The Challenge of an Empty Page


I’m sitting here staring at this blank page at a bit of a loss tonight.  The emptiness of it is daunting.  My “thought factory” isn’t running at full capacity today.  This leads me to think about the emptiness; the blankness.  I can’t help but ask myself why it intimidates me.  Upon reflecting, three reasons have volunteered:

Reason #1:  The responsibility to fill it.

When you’ve taken the solemn oath to write every day, the responsibility can sometimes be heavy.  Some days writing is easier than breathing.  Other days, like this, it’s a chore.  But this is my daily literary workout, keeping my tenuous relationship with words toned and ever-improving.  So write I must, like it or not.  The difficult times, as with everything, tend to yield the best results.

Reason #2:  Fear of what it will reveal.

This is the tempest.  When the words don’t come easily, my reaction is always negative and tempered with a dash of fear.  The blank page becomes a vast uncaring sea.  I poke at my keyboard throwing stones into the white water and wait to watch them sink.  I become a mockery of my own mind.  What will appear before me when I’m done?  What will it reveal to me about myself?  Will it be something  I don’t want to see?  When the words flow, I’m not concerned with this idea.  When they come with difficulty, I tremble a little.

Reason #3:  Forgetting the opportunity.

I forget sometimes this blank page is a gift.  It’s an opportunity waiting to be snatched up; a dare to be taken.  The page says, “Here I am.  Can you fill me?  What will we create today?”  In this white void all possibilities wait to be shaped.  I think about the great minds who have sat before an empty page just like this one and what works they’ve created:  Shakespeare, Twain, Dickens.  For them, timeless classics were birthed from the same empty space. This is my opportunity to open my mind.  It’s my turn to cast my nets into the infinite sea of words to see what I will catch there.  It’s my time to do what I love most.

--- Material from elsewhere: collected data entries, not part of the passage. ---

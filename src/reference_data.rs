/*
 * // Copyright (c) Radzivon Bartoshyk 10/2026. All rights reserved.
 * //
 * // Redistribution and use in source and binary forms, with or without modification,
 * // are permitted provided that the following conditions are met:
 * //
 * // 1.  Redistributions of source code must retain the above copyright notice, this
 * // list of conditions and the following disclaimer.
 * //
 * // 2.  Redistributions in binary form must reproduce the above copyright notice,
 * // this list of conditions and the following disclaimer in the documentation
 * // and/or other materials provided with the distribution.
 * //
 * // 3.  Neither the name of the copyright holder nor the names of its
 * // contributors may be used to endorse or promote products derived from
 * // this software without specific prior written permission.
 * //
 * // THIS SOFTWARE IS PROVIDED BY THE COPYRIGHT HOLDERS AND CONTRIBUTORS "AS IS"
 * // AND ANY EXPRESS OR IMPLIED WARRANTIES, INCLUDING, BUT NOT LIMITED TO, THE
 * // IMPLIED WARRANTIES OF MERCHANTABILITY AND FITNESS FOR A PARTICULAR PURPOSE ARE
 * // DISCLAIMED. IN NO EVENT SHALL THE COPYRIGHT HOLDER OR CONTRIBUTORS BE LIABLE
 * // FOR ANY DIRECT, INDIRECT, INCIDENTAL, SPECIAL, EXEMPLARY, OR CONSEQUENTIAL
 * // DAMAGES (INCLUDING, BUT NOT LIMITED TO, PROCUREMENT OF SUBSTITUTE GOODS OR
 * // SERVICES; LOSS OF USE, DATA, OR PROFITS; OR BUSINESS INTERRUPTION) HOWEVER
 * // CAUSED AND ON ANY THEORY OF LIABILITY, WHETHER IN CONTRACT, STRICT LIABILITY,
 * // OR TORT (INCLUDING NEGLIGENCE OR OTHERWISE) ARISING IN ANY WAY OUT OF THE USE
 * // OF THIS SOFTWARE, EVEN IF ADVISED OF THE POSSIBILITY OF SUCH DAMAGE.
 */
//! Externally computed floor(log2) values.
//!
//! Text format: one `<input> <expected_log2>` pair per line, decimal,
//! whitespace separated. Order does not matter. Blank lines are skipped.
//! Repeating an input with the same value is allowed.
use crate::{Log2Error, Mismatch};
use num_traits::ToPrimitive;
use std::collections::BTreeMap;
use std::str::FromStr;

/// Parsed reference table, ordered by input.
#[derive(Debug, Clone, Default, Eq, PartialEq)]
pub struct ReferenceTable {
    entries: BTreeMap<u64, i64>,
}

impl ReferenceTable {
    pub fn parse(text: &str) -> Result<ReferenceTable, Log2Error> {
        let mut entries = BTreeMap::new();
        for (idx, raw) in text.lines().enumerate() {
            let line = idx + 1;
            let mut fields = raw.split_whitespace();
            let Some(first) = fields.next() else {
                continue;
            };
            let (Some(second), None) = (fields.next(), fields.next()) else {
                return Err(Log2Error::MalformedReference { line });
            };
            let input = first
                .parse::<u64>()
                .map_err(|_| Log2Error::MalformedReference { line })?;
            let expected = second
                .parse::<i64>()
                .map_err(|_| Log2Error::MalformedReference { line })?;
            if let Some(previous) = entries.insert(input, expected) {
                if previous != expected {
                    return Err(Log2Error::ConflictingReference { input, line });
                }
            }
        }
        log::debug!(target: "bitlog2", "parsed {} reference entries", entries.len());
        Ok(ReferenceTable { entries })
    }

    pub fn len(&self) -> usize {
        self.entries.len()
    }

    pub fn is_empty(&self) -> bool {
        self.entries.is_empty()
    }

    pub fn get(&self, input: u64) -> Option<i64> {
        self.entries.get(&input).copied()
    }

    pub fn iter(&self) -> impl Iterator<Item = (u64, i64)> + '_ {
        self.entries.iter().map(|(&k, &v)| (k, v))
    }

    /// Checks `f` on every entry, returns the number of entries checked.
    pub fn check<F, T>(&self, f: F) -> Result<usize, Mismatch>
    where
        F: Fn(u64) -> T,
        T: ToPrimitive,
    {
        for (input, want) in self.iter() {
            let got = f(input).to_i64();
            if got != Some(want) {
                return Err(Mismatch {
                    input,
                    got: got.unwrap_or(i64::MIN),
                    want,
                    expected_equal: true,
                });
            }
        }
        Ok(self.entries.len())
    }
}

impl FromStr for ReferenceTable {
    type Err = Log2Error;

    fn from_str(s: &str) -> Result<Self, Self::Err> {
        ReferenceTable::parse(s)
    }
}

I know it sounds cliché, and it is, but life is like this; an empty page to be filled.  Every day, every minute, in this very moment we have this empty page before us.  Some days we only throw stones at it, but still there are ripples.  Other days we paint masterpieces.  Most days wander in between.  So, I guess this page is my life’s mirror.  It tells me where I am, metaphorically speaking.  I’m not sure if I threw a stone today or something else entirely.  I guess in the long run it doesn’t matter.  At least I threw a stone, cast my net and watched the ripples.